El título de esta reseña parece intimidar un poco. Suena seguramente a discurso filosófico, algo que me es muy lejano por temperamento y por cualidades para desarrollarlo. Pero durante la representación de este Lohengrin de Richard Wagner que ha puesto en pie la Ópera de Ámsterdam ese pensamiento, el de cómo el arte, y en este caso la música, se convierte en un valor atemporal a pesar o gracias, según los casos, de modas, de interpretaciones, de visiones, fue palpable. Y ¿por qué esta idea, que me rondó durante toda la representación? Porque la percepción general que tuve de la velada es la de cómo una obra tan bella como Lohengrin sufría una transformación que poco tenía que ver con las condiciones de su estreno de Weimar de 1850. Una transformación, para mí, de gran interés, enriquecedora, no nueva porque estamos ya acostumbrados a los cambios en el planteamiento de una ópera, pero que demostraba, una vez más y no me cansaré de repetirlo, que la ópera está viva. Y está viva porque el talento se sigue poniendo al servicio del arte, lo respeta, lo admira y lo transforma sin perder su atemporalidad. Lorenzo Viotti en el foso y Christof Loy en el escenario demostraron que Lohengrin no es lo que parece: un cuento de princesas rescatadas, de héroes transportados por cisnes, nobles guerreros y malos, de los malos de verdad, sino una bellísima fábula musical y teatral sobre cómo vemos cada uno el amor, cómo lo aceptamos y cómo nos transforma para bien o para mal, mientras nos contempla, expuestos, la sociedad que nos rodea.
Hablaba de Loy y Viotti. Empecemos por el segundo, Lorenzo Viotti. El director titular de la Orquesta Filarmónica de los Países Bajos, una de las batutas más reconocidas de una generación que está en la treintena, abordaba por primera vez una ópera de Wagner desde el foso.

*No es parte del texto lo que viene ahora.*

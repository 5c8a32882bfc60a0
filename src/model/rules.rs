use regex::Regex;
use serde::{Deserialize, Serialize};
use strum::{Display, EnumString};
use tracing::{debug, warn};

use crate::common::config::RuleSettings;
use crate::sys::window_server::WindowInfo;

#[derive(Serialize, Deserialize, Debug, Clone, Copy, PartialEq, Eq, EnumString, Display)]
#[serde(rename_all = "snake_case")]
#[strum(serialize_all = "snake_case", ascii_case_insensitive)]
pub enum RuleAction {
    Float,
    Tile,
}

#[derive(Debug, thiserror::Error)]
pub enum RuleError {
    #[error("rule needs an owner or name pattern")]
    NoPattern,
    #[error("invalid {field} pattern `{pattern}`: {source}")]
    Pattern {
        field: &'static str,
        pattern: String,
        #[source]
        source: regex::Error,
    },
}

/// Owner/title filter mapped to an action, applied when a window is tiled
/// in.
#[derive(Debug, Clone)]
pub struct WindowRule {
    owner: Option<Regex>,
    name: Option<Regex>,
    except: Option<Regex>,
    pub action: RuleAction,
}

fn compile(field: &'static str, pattern: Option<&str>) -> Result<Option<Regex>, RuleError> {
    pattern
        .map(|p| {
            Regex::new(p).map_err(|source| RuleError::Pattern {
                field,
                pattern: p.to_string(),
                source,
            })
        })
        .transpose()
}

impl WindowRule {
    pub fn new(
        owner: Option<&str>,
        name: Option<&str>,
        except: Option<&str>,
        action: RuleAction,
    ) -> Result<Self, RuleError> {
        if owner.is_none() && name.is_none() {
            return Err(RuleError::NoPattern);
        }
        Ok(Self {
            owner: compile("owner", owner)?,
            name: compile("name", name)?,
            except: compile("except", except)?,
            action,
        })
    }

    pub fn from_settings(settings: &RuleSettings) -> Result<Self, RuleError> {
        Self::new(
            settings.owner.as_deref(),
            settings.name.as_deref(),
            settings.except.as_deref(),
            settings.action,
        )
    }

    pub fn matches(&self, window: &WindowInfo) -> bool {
        self.owner.as_ref().is_none_or(|re| re.is_match(&window.owner))
            && self.name.as_ref().is_none_or(|re| re.is_match(&window.name))
            && !self.except.as_ref().is_some_and(|re| re.is_match(&window.name))
    }

    pub fn describe(&self) -> String {
        let mut parts = Vec::new();
        if let Some(re) = &self.owner {
            parts.push(format!("owner={}", re.as_str()));
        }
        if let Some(re) = &self.name {
            parts.push(format!("name={}", re.as_str()));
        }
        if let Some(re) = &self.except {
            parts.push(format!("except={}", re.as_str()));
        }
        parts.push(format!("action={}", self.action));
        parts.join(" ")
    }
}

#[derive(Debug, Clone, Default)]
pub struct RuleSet {
    rules: Vec<WindowRule>,
}

impl RuleSet {
    /// Builds the rule set from config. Rules that fail to compile are
    /// dropped.
    pub fn from_settings(settings: &[RuleSettings]) -> Self {
        let mut set = Self::default();
        for (index, s) in settings.iter().enumerate() {
            match WindowRule::from_settings(s) {
                Ok(rule) => set.add(rule),
                Err(e) => warn!(index, "dropping rule: {e}"),
            }
        }
        set
    }

    pub fn add(&mut self, rule: WindowRule) {
        debug!(rule = %rule.describe(), "registered rule");
        self.rules.push(rule);
    }

    /// Action of the first rule matching `window`.
    pub fn action_for(&self, window: &WindowInfo) -> Option<RuleAction> {
        self.rules.iter().find(|r| r.matches(window)).map(|r| r.action)
    }

    /// Whether `window` should stay out of the tree.
    pub fn should_float(&self, window: &WindowInfo, float_non_resizable: bool) -> bool {
        match self.action_for(window) {
            Some(RuleAction::Float) => true,
            Some(RuleAction::Tile) => false,
            None => float_non_resizable && !window.is_resizable,
        }
    }
}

Por lo que he leído, habían sido varias veces las que había rechazado emprender este camino. Pero al final se ha decidido. Y el resultado ha sido espectacular. Por varias razones. La primera el tremendo respeto al abordar una partitura de estas características, tan diferentes a la mayoría de las del repertorio del siglo XIX. Su lectura es canónica, precisa y se aprecia el estudio profundo del espíritu wagneriano. La segunda razón es la tremenda frescura que se puede aportar llevando a la orquesta a esos límites tan peligrosos de los tiempos lentos, extendidos, pero llenos de tensión y de belleza, tal y como demostró desde ese prodigio musical que es el preludio de la obra. Y la tercera razón, por manejar con pericia el barco de las voces, y especialmente al coro en el escenario, un mar algo embravecido por la concepción teatral de Loy. Impecable la Filarmónica de los Países Bajos, territorio de grandes músicos y de grandes orquestas y donde la seguridad de oír un gran conjunto está casi siempre garantizado por una profesionalidad y un virtuosismo que en pocos lugares se alcanza. Una lectura, pues, de esas que no se olvidan, y un camino que si Viotti decide transitar con más frecuencia, puede dar muchas satisfacciones al aficionado wagneriano.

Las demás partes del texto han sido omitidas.